Data excerpts:
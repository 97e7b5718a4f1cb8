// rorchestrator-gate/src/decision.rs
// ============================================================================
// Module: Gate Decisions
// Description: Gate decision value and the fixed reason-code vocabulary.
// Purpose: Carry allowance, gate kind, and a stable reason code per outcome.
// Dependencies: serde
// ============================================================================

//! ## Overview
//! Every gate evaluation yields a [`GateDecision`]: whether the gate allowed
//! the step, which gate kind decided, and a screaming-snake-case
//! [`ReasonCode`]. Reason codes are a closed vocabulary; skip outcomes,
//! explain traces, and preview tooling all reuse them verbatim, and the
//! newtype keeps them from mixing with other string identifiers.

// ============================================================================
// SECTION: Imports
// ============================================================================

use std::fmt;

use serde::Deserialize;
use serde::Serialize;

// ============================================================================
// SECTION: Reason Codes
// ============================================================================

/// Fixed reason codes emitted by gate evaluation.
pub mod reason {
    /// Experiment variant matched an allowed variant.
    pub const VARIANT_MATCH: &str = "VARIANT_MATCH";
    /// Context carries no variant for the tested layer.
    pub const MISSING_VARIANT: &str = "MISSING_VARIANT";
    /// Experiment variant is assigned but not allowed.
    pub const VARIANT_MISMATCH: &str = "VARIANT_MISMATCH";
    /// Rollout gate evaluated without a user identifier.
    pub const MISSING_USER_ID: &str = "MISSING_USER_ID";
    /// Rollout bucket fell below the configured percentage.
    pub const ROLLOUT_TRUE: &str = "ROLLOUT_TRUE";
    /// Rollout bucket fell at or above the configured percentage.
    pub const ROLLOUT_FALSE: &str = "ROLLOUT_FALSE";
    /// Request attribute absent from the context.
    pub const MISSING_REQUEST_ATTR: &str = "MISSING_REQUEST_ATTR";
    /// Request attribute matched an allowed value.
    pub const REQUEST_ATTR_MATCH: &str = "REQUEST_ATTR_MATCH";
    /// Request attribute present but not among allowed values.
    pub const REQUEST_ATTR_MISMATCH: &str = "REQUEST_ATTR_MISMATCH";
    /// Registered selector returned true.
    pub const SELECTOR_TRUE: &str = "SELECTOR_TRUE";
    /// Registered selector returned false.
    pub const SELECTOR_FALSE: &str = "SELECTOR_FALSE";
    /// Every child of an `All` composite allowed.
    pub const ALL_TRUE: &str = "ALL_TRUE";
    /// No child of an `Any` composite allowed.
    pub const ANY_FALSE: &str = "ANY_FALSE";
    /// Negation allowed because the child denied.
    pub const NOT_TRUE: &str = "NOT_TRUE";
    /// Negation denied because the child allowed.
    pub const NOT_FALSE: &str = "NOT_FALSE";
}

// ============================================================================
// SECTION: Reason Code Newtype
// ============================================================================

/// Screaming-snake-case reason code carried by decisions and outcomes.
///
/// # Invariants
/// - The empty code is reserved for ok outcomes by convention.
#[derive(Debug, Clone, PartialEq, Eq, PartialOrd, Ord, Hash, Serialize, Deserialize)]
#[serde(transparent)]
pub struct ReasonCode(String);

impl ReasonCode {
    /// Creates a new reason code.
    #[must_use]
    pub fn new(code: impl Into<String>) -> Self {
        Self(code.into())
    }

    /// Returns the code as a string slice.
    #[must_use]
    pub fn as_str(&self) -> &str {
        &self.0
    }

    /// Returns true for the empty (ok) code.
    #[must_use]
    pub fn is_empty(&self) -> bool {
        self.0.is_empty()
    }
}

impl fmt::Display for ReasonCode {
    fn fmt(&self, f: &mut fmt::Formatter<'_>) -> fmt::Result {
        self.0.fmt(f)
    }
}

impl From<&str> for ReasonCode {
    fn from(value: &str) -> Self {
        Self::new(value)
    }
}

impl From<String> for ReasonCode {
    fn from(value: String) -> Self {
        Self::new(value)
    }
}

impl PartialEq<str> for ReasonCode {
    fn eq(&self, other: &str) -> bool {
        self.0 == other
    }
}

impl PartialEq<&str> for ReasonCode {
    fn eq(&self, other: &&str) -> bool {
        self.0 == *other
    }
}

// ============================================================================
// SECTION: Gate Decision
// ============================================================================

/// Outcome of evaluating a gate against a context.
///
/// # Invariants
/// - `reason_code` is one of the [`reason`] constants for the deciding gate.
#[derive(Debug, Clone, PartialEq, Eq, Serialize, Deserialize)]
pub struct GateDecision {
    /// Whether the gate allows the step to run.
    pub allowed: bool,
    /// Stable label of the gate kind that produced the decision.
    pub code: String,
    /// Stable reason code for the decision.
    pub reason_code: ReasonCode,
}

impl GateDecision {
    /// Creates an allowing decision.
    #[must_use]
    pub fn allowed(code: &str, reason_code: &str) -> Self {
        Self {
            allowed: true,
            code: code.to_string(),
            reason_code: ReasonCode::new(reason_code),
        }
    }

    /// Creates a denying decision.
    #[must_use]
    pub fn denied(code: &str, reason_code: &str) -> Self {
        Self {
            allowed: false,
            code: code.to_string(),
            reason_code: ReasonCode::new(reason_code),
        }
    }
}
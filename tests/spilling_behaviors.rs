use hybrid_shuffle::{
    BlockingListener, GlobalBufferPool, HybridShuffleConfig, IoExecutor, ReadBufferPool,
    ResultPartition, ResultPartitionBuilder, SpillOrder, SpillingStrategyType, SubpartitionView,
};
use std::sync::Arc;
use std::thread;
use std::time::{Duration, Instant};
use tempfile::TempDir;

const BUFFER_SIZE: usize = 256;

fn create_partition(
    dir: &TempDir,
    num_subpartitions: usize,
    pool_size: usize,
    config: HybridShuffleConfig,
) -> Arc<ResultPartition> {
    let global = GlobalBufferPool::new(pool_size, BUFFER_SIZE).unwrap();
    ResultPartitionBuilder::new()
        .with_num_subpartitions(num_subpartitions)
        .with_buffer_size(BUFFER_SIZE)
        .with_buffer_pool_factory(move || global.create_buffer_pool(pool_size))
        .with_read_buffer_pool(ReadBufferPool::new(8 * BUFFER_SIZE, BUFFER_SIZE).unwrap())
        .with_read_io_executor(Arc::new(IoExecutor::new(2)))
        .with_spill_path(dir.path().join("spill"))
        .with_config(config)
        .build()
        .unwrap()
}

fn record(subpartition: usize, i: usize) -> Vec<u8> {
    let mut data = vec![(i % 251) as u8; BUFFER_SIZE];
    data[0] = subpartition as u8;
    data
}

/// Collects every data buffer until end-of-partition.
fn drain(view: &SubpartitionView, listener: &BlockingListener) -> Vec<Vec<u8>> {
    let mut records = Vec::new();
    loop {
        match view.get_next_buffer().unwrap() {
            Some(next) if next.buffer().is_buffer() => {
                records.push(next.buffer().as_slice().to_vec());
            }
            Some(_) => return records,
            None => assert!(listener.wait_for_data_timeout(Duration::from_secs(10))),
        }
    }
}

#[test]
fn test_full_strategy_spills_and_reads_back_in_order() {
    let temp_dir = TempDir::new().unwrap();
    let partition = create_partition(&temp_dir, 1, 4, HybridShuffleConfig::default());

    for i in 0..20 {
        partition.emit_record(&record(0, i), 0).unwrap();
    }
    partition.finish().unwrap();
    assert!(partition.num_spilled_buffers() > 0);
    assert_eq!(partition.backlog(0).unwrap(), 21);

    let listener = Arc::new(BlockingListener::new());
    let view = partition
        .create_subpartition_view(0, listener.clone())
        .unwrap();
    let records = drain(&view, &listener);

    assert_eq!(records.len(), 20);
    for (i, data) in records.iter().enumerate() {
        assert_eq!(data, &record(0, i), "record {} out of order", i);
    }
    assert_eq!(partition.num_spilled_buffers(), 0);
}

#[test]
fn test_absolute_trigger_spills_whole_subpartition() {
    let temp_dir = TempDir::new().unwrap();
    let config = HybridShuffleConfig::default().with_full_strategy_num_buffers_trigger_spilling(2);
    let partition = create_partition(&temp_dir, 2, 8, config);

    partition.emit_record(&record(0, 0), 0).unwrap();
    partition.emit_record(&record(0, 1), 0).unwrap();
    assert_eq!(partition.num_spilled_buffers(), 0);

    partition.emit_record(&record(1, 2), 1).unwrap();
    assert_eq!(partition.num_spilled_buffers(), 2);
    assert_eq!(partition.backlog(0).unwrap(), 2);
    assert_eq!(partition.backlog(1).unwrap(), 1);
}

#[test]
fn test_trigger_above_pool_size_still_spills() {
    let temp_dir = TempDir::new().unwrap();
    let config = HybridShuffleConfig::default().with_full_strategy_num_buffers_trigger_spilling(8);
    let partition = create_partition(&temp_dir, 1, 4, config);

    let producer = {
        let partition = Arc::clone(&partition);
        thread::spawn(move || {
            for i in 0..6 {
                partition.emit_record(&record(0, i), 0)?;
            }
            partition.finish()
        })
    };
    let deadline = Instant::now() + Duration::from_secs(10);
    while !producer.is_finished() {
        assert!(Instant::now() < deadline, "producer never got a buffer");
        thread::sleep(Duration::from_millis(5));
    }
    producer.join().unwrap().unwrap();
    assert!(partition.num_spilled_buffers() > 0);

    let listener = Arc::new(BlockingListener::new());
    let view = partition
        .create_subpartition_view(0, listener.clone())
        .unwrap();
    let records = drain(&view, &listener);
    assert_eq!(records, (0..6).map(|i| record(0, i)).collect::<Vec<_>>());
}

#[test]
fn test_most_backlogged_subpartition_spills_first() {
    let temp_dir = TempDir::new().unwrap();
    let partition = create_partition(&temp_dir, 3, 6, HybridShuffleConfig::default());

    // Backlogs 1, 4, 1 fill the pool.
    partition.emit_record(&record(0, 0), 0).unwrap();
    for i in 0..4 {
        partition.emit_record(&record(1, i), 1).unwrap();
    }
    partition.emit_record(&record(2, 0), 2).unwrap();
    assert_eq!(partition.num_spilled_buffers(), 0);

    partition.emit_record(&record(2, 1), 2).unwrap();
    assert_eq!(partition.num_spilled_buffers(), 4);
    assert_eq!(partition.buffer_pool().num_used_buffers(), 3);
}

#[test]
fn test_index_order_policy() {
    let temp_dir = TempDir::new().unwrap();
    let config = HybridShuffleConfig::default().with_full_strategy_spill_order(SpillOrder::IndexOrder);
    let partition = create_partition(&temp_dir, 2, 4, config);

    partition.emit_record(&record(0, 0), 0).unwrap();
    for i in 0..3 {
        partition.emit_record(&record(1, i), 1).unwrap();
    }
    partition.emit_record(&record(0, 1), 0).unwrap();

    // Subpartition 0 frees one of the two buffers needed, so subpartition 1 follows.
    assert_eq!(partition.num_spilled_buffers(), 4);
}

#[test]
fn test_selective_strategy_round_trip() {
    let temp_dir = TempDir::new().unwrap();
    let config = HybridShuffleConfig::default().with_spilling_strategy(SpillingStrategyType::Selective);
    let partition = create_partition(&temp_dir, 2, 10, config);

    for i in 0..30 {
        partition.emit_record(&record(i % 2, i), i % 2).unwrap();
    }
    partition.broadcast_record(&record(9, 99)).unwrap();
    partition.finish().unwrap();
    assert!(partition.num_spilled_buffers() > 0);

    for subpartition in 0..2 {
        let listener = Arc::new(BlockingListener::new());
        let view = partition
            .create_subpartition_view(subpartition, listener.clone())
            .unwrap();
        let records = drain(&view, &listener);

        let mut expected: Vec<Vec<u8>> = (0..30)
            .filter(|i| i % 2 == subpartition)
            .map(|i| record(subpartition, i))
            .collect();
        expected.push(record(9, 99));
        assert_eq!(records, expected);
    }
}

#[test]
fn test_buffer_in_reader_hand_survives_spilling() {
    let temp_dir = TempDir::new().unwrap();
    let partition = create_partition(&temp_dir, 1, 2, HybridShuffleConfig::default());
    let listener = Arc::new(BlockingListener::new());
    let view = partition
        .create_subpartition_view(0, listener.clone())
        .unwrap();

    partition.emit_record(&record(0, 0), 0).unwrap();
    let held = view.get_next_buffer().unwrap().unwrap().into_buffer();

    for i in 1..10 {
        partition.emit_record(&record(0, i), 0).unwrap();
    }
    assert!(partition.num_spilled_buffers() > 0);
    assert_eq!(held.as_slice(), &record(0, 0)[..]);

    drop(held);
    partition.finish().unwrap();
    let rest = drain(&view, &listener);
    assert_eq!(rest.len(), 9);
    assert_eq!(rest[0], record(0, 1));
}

Exercise: Answer with one number, namely how many lines of the material hold the string "SECTION".

Response: 4